ユダヤ人であるツェランと意識を共にした数少ないひとのなかに、オーストリア人であるインゲボルグ・バッハマンという詩人がいた。このふたりの間で交わされた書簡が、今に生きるわれわれには痕跡として残されている。ふたりは、古い言語がつくった境界(時代)を突破するための「新しい言葉」を、新しい意識でもって触れられる「場所」を、戦後の世界に共に求めた。時に励まし合いながらユートピアの光の中で詩作を通して生涯その実践をし続けた
第二次世界大戦の傷跡が残る占領下のウィーンで出会い、そして互いに愛し合うようになるまでにはたいして時間がかからなかっただろう、その納まり方は、まったくもってシゼンなはずだった。
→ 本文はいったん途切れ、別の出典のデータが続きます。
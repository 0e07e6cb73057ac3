// src/models/movement.rs

use chrono::{DateTime, NaiveDate, Utc};
use serde::{Deserialize, Serialize};
use sqlx::FromRow;
use utoipa::ToSchema;

use crate::models::case::UploadFile;

// Mapeia o CREATE TYPE tipo_anexo do banco
#[derive(Debug, Clone, Copy, PartialEq, Eq, Serialize, Deserialize, sqlx::Type, ToSchema)]
#[sqlx(type_name = "tipo_anexo")]
pub enum DocumentKind {
    #[sqlx(rename = "documento pessoal")]
    #[serde(rename = "documento pessoal")]
    DocumentoPessoal,
    #[sqlx(rename = "evidencia")]
    #[serde(rename = "evidencia")]
    Evidencia,
    #[sqlx(rename = "movimentacao")]
    #[serde(rename = "movimentacao")]
    Movimentacao,
    #[sqlx(rename = "processo")]
    #[serde(rename = "processo")]
    Processo,
}

impl DocumentKind {
    /// Converte o valor enviado pelo formulário; vazio significa "sem tipo".
    pub fn parse(value: &str) -> Option<Self> {
        match value.trim() {
            "documento pessoal" => Some(DocumentKind::DocumentoPessoal),
            "evidencia" => Some(DocumentKind::Evidencia),
            "movimentacao" => Some(DocumentKind::Movimentacao),
            "processo" => Some(DocumentKind::Processo),
            _ => None,
        }
    }
}

// --- MOVIMENTAÇÃO (informacao_adicional_processo) ---

#[derive(Debug, Clone, PartialEq, Serialize, Deserialize, FromRow, ToSchema)]
pub struct Movement {
    pub id: i64,
    pub processo_id: i64,
    pub cliente_id: i64,
    #[schema(value_type = String, format = Date)]
    pub data_movimentacao: NaiveDate,
    pub resumo: String,
    pub tipo_documento: Option<DocumentKind>,
    pub arquivo_url: Option<String>,
    pub created_at: DateTime<Utc>,
}

#[derive(Debug, Clone, PartialEq)]
pub struct NewMovement {
    pub processo_id: i64,
    pub cliente_id: i64,
    pub data_movimentacao: NaiveDate,
    pub resumo: String,
    pub tipo_documento: Option<DocumentKind>,
    pub arquivo_url: Option<String>,
}

/// Uma linha de anexo no formulário: arquivo escolhido + tipo.
#[derive(Debug, Clone, Default, PartialEq)]
pub struct AttachmentSlot {
    pub arquivo: Option<UploadFile>,
    pub tipo: Option<DocumentKind>,
}

/// Estado do formulário "Adicionar Informação ao Processo".
#[derive(Debug, Clone, PartialEq)]
pub struct MovementDraft {
    pub data: Option<NaiveDate>,
    pub resumo: String,
    pub anexos: Vec<AttachmentSlot>,
}

impl Default for MovementDraft {
    fn default() -> Self {
        Self {
            data: None,
            resumo: String::new(),
            // O formulário sempre começa com uma linha de anexo vazia
            anexos: vec![AttachmentSlot::default()],
        }
    }
}

impl MovementDraft {
    pub fn add_slot(&mut self) {
        self.anexos.push(AttachmentSlot::default());
    }

    pub fn reset(&mut self) {
        *self = Self::default();
    }
}

#[derive(Debug, Clone, Serialize, ToSchema)]
pub struct CreateMovementResponse {
    pub id: i64,
    // Arquivos enviados ao storage, na ordem dos anexos
    pub arquivos_enviados: Vec<String>,
}
//! Generative model provider trait.

use async_trait::async_trait;

use crate::error::Result;
use crate::types::{Message, ProviderResponse, ToolDefinition};

/// Sampling parameters for one chat completion.
#[derive(Debug, Clone)]
pub struct GenerateParams {
    pub model: String,
    pub temperature: f32,
    pub max_tokens: u32,
}

impl Default for GenerateParams {
    fn default() -> Self {
        Self {
            model: "gpt-4o-mini".into(),
            temperature: 0.2,
            max_tokens: 1024,
        }
    }
}

/// A chat-completion backend that may answer with tool calls.
#[async_trait]
pub trait Provider: Send + Sync {
    fn name(&self) -> &str;

    async fn chat(
        &self,
        messages: &[Message],
        tools: &[ToolDefinition],
        params: &GenerateParams,
    ) -> Result<ProviderResponse>;

    async fn health_check(&self) -> Result<bool> {
        Ok(true)
    }
}
//! # IndexChat Gateway
//!
//! HTTP front end: `POST /api/chat` answers a question with citations,
//! `POST /api/search` exposes raw retrieval for inspecting the index.

pub mod routes;
pub mod server;

pub use server::{AppState, build_router, start};
//! Similarity engine.

use indexchat_core::error::{IndexChatError, Result};

/// Dot product accumulated in f64.
fn dot(a: &[f32], b: &[f32]) -> f64 {
    a.iter()
        .zip(b)
        .map(|(&x, &y)| f64::from(x) * f64::from(y))
        .sum()
}

/// Cosine similarity in `[-1, 1]`.
///
/// Unequal lengths are a `DimensionMismatch`. A zero-norm operand has no
/// direction and scores `0`.
pub fn cosine_similarity(a: &[f32], b: &[f32]) -> Result<f32> {
    if a.len() != b.len() {
        return Err(IndexChatError::dimension_mismatch(a.len(), b.len()));
    }

    let norm_a = dot(a, a);
    let norm_b = dot(b, b);
    if norm_a == 0.0 || norm_b == 0.0 {
        return Ok(0.0);
    }

    let cos = dot(a, b) / (norm_a.sqrt() * norm_b.sqrt());
    Ok(cos.clamp(-1.0, 1.0) as f32)
}

/// Scale `v` to unit length in place. Zero vectors are left untouched.
pub fn l2_normalize(v: &mut [f32]) {
    let norm = dot(v, v).sqrt();
    if norm == 0.0 {
        return;
    }
    for x in v.iter_mut() {
        *x = (f64::from(*x) / norm) as f32;
    }
}

/// Map a squared-L2 distance between unit vectors onto cosine similarity.
///
/// sqlite-vss (faiss `IndexFlatL2`) reports `|a - b|²`, which for unit
/// vectors equals `2 - 2·cos`.
pub fn l2_squared_to_similarity(distance: f32) -> f32 {
    (1.0 - distance / 2.0).clamp(-1.0, 1.0)
}
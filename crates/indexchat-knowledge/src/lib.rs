//! # IndexChat Knowledge
//!
//! Multi-modal retrieval over the chunk store written by the ingestion pipeline.
//!
//! ## Design
//! - **One embedding space per modality**: text, image and audio chunks live in
//!   the same `documents` table but are only ever compared within their own
//!   modality and dimension.
//! - **sqlite-vss when available**: each modality has an optional `vss_*`
//!   virtual table. If the extension is not loaded, the table is missing, the
//!   query errors or it comes back empty, search falls back to exact cosine
//!   over every stored vector of that modality.
//! - **Read-only, per call**: the store is opened read-only for one search and
//!   closed right after, so concurrent requests never coordinate.
//!
//! ## How it works
//! ```text
//! "What happened to revenue in Q3?"
//!   ↓ text / CLIP / CLAP query embeddings (concurrent, image+audio optional)
//! ModalityIndex(text)  ModalityIndex(image)  ModalityIndex(audio)
//!   ↓ vss_search … or exact cosine fallback
//! text hits ++ image hits ++ audio hits   (no cross-space re-ranking)
//! ```

pub mod codec;
pub mod index;
pub mod retriever;
pub mod similarity;
pub mod store;

pub use index::{ModalityIndex, SearchOutcome};
pub use retriever::FanOutRetriever;
pub use store::ChunkStore;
しかし、ツェランは、新しい世界の新しい言葉を探すよりもその遥か前に、古い言葉によって、制約の総体としての言葉によって深い傷を負ってしまっていた。彼の心と身体には、深々と古い傷が刻まれていた。そしてその傷は、ツェランを古い世界に束縛し続けるには十分すぎるくらいの、静まらない、鈍い痛みとなってずっとずっとそこに在り続けた。男であるのか女であるのか、ユダヤ人であるのかドイツ人でるあるのか、ヨーロッパなのかアジアなのか、家庭があるのか独り身なのか、傷を負っているのかむしろ時代の恩恵を受けているのか、つまりそういった世界を分かつもの、断つもの、境界、世界を分断するその溝に、穴に、終始オトコはトラワレ続けた
自分がナチス党員の娘として不自由なく生まれ育ってきたというジジツもまたツェランを苦しめていることを知っていたバッハマンは、詩人として結局のところ言葉では超えることができないものがあるという行き詰まりにあった男を、けれども辛抱強くこう励まし続けた「さぁ、私たちは(新しい)言葉を見つけましょう!」と。そして、深く包むような眼差しでもって、愛、にもまた新しいカタチがあることを男に示し続けた。男が死んでからもいっそう頻繁に、さらに切実に、、、

ツェランは1970年(昭和45年)に、水によって死に(入水自殺)、後を追うようにバッハマンはその3年後の1973年に、火によって死んだ(寝たばこによる重度の火傷)。物理的に火と水は出会わない。それと同じように男と女はシゼン現象そのまま、互い、はじきはじかれてこの世界から消えていき、消えていったその先でも交わらずにいるのだろうか?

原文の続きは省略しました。